**Problem to work on**
Could you please find each line in the records that contains the word "whose" and copy it?

**Supplied material**
►

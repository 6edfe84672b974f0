//! Vector index abstraction.
//!
//! The [`VectorIndex`] trait is the storage seam for the pipeline, with a
//! SQLite backend ([`sqlite::SqliteIndex`]) for persistent use and an
//! in-memory backend ([`memory::InMemoryIndex`]) for tests.
//!
//! Collections are independent namespaces; no operation spans two of them.
//! Upserts are idempotent on `(collection, platform, conversation_id,
//! content_hash)`, so identical text in two conversations stays two entries.
//!
//! # Operations
//!
//! | Method | Purpose |
//! |--------|---------|
//! | [`upsert`](VectorIndex::upsert) | Insert new entries, refresh metadata of known ones |
//! | [`query`](VectorIndex::query) | Cosine-similarity nearest neighbours |
//! | [`keyword_candidates`](VectorIndex::keyword_candidates) | Lexical candidate fetch |
//! | [`delete`](VectorIndex::delete) | Remove entries matching a filter |
//! | [`prune`](VectorIndex::prune) | Remove matching entries not in a keep set |
//! | [`stats`](VectorIndex::stats) | Entry count and stored size |
//! | [`reset`](VectorIndex::reset) | Drop every entry in every collection |

pub mod memory;
pub mod sqlite;

use async_trait::async_trait;
use serde::Serialize;
use std::cmp::Ordering;

use crate::error::Result;
use crate::models::{Collection, EntryMetadata, IndexEntry, Platform, StoredEntry};

/// Metadata constraints applied inside a single collection.
#[derive(Debug, Clone, Default, PartialEq, Eq)]
pub struct MetadataFilter {
    pub platform: Option<Platform>,
    pub conversation_id: Option<String>,
    /// Compared against the lowercased fence language of code entries.
    pub language: Option<String>,
}

impl MetadataFilter {
    pub fn platform(platform: Option<Platform>) -> Self {
        Self {
            platform,
            ..Self::default()
        }
    }

    /// Every entry of one conversation.
    pub fn conversation(platform: Platform, conversation_id: &str) -> Self {
        Self {
            platform: Some(platform),
            conversation_id: Some(conversation_id.to_string()),
            language: None,
        }
    }

    pub fn with_language(mut self, language: Option<&str>) -> Self {
        self.language = language.map(|l| l.trim().to_lowercase());
        self
    }

    pub fn matches(&self, metadata: &EntryMetadata) -> bool {
        self.platform.map_or(true, |p| p == metadata.platform)
            && self
                .conversation_id
                .as_deref()
                .map_or(true, |id| id == metadata.conversation_id)
            && self
                .language
                .as_deref()
                .map_or(true, |l| metadata.language.as_deref() == Some(l))
    }
}

/// A ranked entry. `score` is cosine similarity for [`VectorIndex::query`]
/// and a backend-specific relevance for [`VectorIndex::keyword_candidates`].
#[derive(Debug, Clone, PartialEq)]
pub struct Hit {
    pub entry: StoredEntry,
    pub score: f64,
}

#[derive(Debug, Clone, Copy, Default, PartialEq, Eq, Serialize)]
pub struct CollectionStats {
    pub count: u64,
    /// Bytes of stored text plus vector data.
    pub size_bytes: u64,
}

#[derive(Debug, Clone, PartialEq, Eq, Serialize)]
pub struct PlatformStats {
    pub platform: Platform,
    pub conversations: u64,
    pub entries: u64,
}

#[derive(Debug, Clone, Copy, Default, PartialEq, Eq)]
pub struct UpsertReport {
    pub inserted: usize,
    /// Entries whose content hash was already present.
    pub existing: usize,
}

#[async_trait]
pub trait VectorIndex: Send + Sync {
    /// Insert entries keyed by platform, conversation and content hash.
    /// A key already in the collection keeps one row; its metadata and
    /// vector are replaced by the newest.
    async fn upsert(&self, collection: Collection, entries: &[IndexEntry]) -> Result<UpsertReport>;

    /// Top `k` entries by cosine similarity to `vector`, considering only
    /// entries embedded by `model` (an embedding cache namespace).
    async fn query(
        &self,
        collection: Collection,
        vector: &[f32],
        model: &str,
        k: usize,
        filter: &MetadataFilter,
    ) -> Result<Vec<Hit>>;

    /// Top `k` entries sharing terms with `query`, without vectors.
    async fn keyword_candidates(
        &self,
        collection: Collection,
        query: &str,
        k: usize,
        filter: &MetadataFilter,
    ) -> Result<Vec<Hit>>;

    /// Remove matching entries; returns how many were removed.
    async fn delete(&self, collection: Collection, filter: &MetadataFilter) -> Result<u64>;

    /// Remove entries matching `filter` whose content hash is not in
    /// `keep`; returns how many were removed.
    async fn prune(
        &self,
        collection: Collection,
        filter: &MetadataFilter,
        keep: &[String],
    ) -> Result<u64>;

    async fn stats(&self, collection: Collection) -> Result<CollectionStats>;

    /// Per-platform conversation and entry counts across all collections.
    async fn platform_stats(&self) -> Result<Vec<PlatformStats>>;

    /// Remove every entry from every collection.
    async fn reset(&self) -> Result<()>;
}

/// Ranking order shared by every backend: score desc, newer first,
/// then content hash and source for a total order.
pub fn rank_order(a: &Hit, b: &Hit) -> Ordering {
    b.score
        .partial_cmp(&a.score)
        .unwrap_or(Ordering::Equal)
        .then(b.entry.metadata.timestamp.cmp(&a.entry.metadata.timestamp))
        .then(a.entry.content_hash.cmp(&b.entry.content_hash))
        .then(a.entry.metadata.platform.cmp(&b.entry.metadata.platform))
        .then(
            a.entry
                .metadata
                .conversation_id
                .cmp(&b.entry.metadata.conversation_id),
        )
}
//! In-memory [`VectorIndex`] for tests and ephemeral runs.
//!
//! Entries live in a `BTreeMap` behind `std::sync::RwLock`. Vector search is
//! brute-force cosine similarity; keyword candidates are ranked by the
//! fraction of query terms each entry contains.

use async_trait::async_trait;
use std::collections::{BTreeMap, BTreeSet, HashMap};
use std::sync::RwLock;

use super::{
    rank_order, CollectionStats, Hit, MetadataFilter, PlatformStats, UpsertReport, VectorIndex,
};
use crate::embedding::cosine_similarity;
use crate::error::{Error, Result};
use crate::lexical;
use crate::models::{Collection, IndexEntry, Platform, StoredEntry};

/// `(collection, platform, conversation_id, content_hash)`
type EntryKey = (Collection, Platform, String, String);
type EntryMap = BTreeMap<EntryKey, StoredVector>;

struct StoredVector {
    entry: StoredEntry,
    vector: Vec<f32>,
    model: String,
}

#[derive(Default)]
pub struct InMemoryIndex {
    entries: RwLock<EntryMap>,
}

impl InMemoryIndex {
    pub fn new() -> Self {
        Self::default()
    }

    fn read(&self) -> Result<std::sync::RwLockReadGuard<'_, EntryMap>> {
        self.entries
            .read()
            .map_err(|_| Error::Index("in-memory index lock poisoned".to_string()))
    }

    fn write(&self) -> Result<std::sync::RwLockWriteGuard<'_, EntryMap>> {
        self.entries
            .write()
            .map_err(|_| Error::Index("in-memory index lock poisoned".to_string()))
    }
}

fn ranked(mut hits: Vec<Hit>, k: usize) -> Vec<Hit> {
    hits.sort_by(rank_order);
    hits.truncate(k);
    hits
}

#[async_trait]
impl VectorIndex for InMemoryIndex {
    async fn upsert(&self, collection: Collection, entries: &[IndexEntry]) -> Result<UpsertReport> {
        let mut map = self.write()?;
        let mut report = UpsertReport::default();
        for e in entries {
            let key = (
                collection,
                e.metadata.platform,
                e.metadata.conversation_id.clone(),
                e.chunk.content_hash.clone(),
            );
            let mut metadata = e.metadata.clone();
            metadata.collection = collection;
            let stored = StoredVector {
                entry: StoredEntry {
                    content_hash: e.chunk.content_hash.clone(),
                    text: e.chunk.text.clone(),
                    position: e.chunk.position,
                    metadata,
                },
                vector: e.vector.values.clone(),
                model: e.vector.model.clone(),
            };
            if map.insert(key, stored).is_some() {
                report.existing += 1;
            } else {
                report.inserted += 1;
            }
        }
        Ok(report)
    }

    async fn query(
        &self,
        collection: Collection,
        vector: &[f32],
        model: &str,
        k: usize,
        filter: &MetadataFilter,
    ) -> Result<Vec<Hit>> {
        let map = self.read()?;
        let hits = map
            .iter()
            .filter(|((c, ..), sv)| {
                *c == collection && sv.model == model && filter.matches(&sv.entry.metadata)
            })
            .map(|(_, sv)| Hit {
                entry: sv.entry.clone(),
                score: cosine_similarity(vector, &sv.vector) as f64,
            })
            .collect();
        Ok(ranked(hits, k))
    }

    async fn keyword_candidates(
        &self,
        collection: Collection,
        query: &str,
        k: usize,
        filter: &MetadataFilter,
    ) -> Result<Vec<Hit>> {
        let terms = lexical::query_terms(query);
        if terms.is_empty() {
            return Ok(Vec::new());
        }
        let map = self.read()?;
        let hits = map
            .iter()
            .filter(|((c, ..), sv)| *c == collection && filter.matches(&sv.entry.metadata))
            .filter_map(|(_, sv)| {
                let score = lexical::term_overlap(&terms, &sv.entry.text);
                (score > 0.0).then(|| Hit {
                    entry: sv.entry.clone(),
                    score,
                })
            })
            .collect();
        Ok(ranked(hits, k))
    }

    async fn delete(&self, collection: Collection, filter: &MetadataFilter) -> Result<u64> {
        let mut map = self.write()?;
        let before = map.len();
        map.retain(|(c, ..), sv| !(*c == collection && filter.matches(&sv.entry.metadata)));
        Ok((before - map.len()) as u64)
    }

    async fn prune(
        &self,
        collection: Collection,
        filter: &MetadataFilter,
        keep: &[String],
    ) -> Result<u64> {
        let keep: BTreeSet<&str> = keep.iter().map(String::as_str).collect();
        let mut map = self.write()?;
        let before = map.len();
        map.retain(|(c, _, _, hash), sv| {
            !(*c == collection
                && filter.matches(&sv.entry.metadata)
                && !keep.contains(hash.as_str()))
        });
        Ok((before - map.len()) as u64)
    }

    async fn stats(&self, collection: Collection) -> Result<CollectionStats> {
        let map = self.read()?;
        let mut stats = CollectionStats::default();
        for ((c, ..), sv) in map.iter() {
            if *c == collection {
                stats.count += 1;
                stats.size_bytes += (sv.entry.text.len() + sv.vector.len() * 4) as u64;
            }
        }
        Ok(stats)
    }

    async fn platform_stats(&self) -> Result<Vec<PlatformStats>> {
        let map = self.read()?;
        let mut per: HashMap<_, (BTreeSet<String>, u64)> = HashMap::new();
        for sv in map.values() {
            let m = &sv.entry.metadata;
            let slot = per.entry(m.platform).or_default();
            slot.0.insert(m.conversation_id.clone());
            slot.1 += 1;
        }
        let mut stats: Vec<PlatformStats> = per
            .into_iter()
            .map(|(platform, (convs, entries))| PlatformStats {
                platform,
                conversations: convs.len() as u64,
                entries,
            })
            .collect();
        stats.sort_by_key(|s| s.platform);
        Ok(stats)
    }

    async fn reset(&self) -> Result<()> {
        self.write()?.clear();
        Ok(())
    }
}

◄

**Output for this task**
    /// Entries whose content hash was already present.
    /// Remove entries matching `filter` whose content hash is not in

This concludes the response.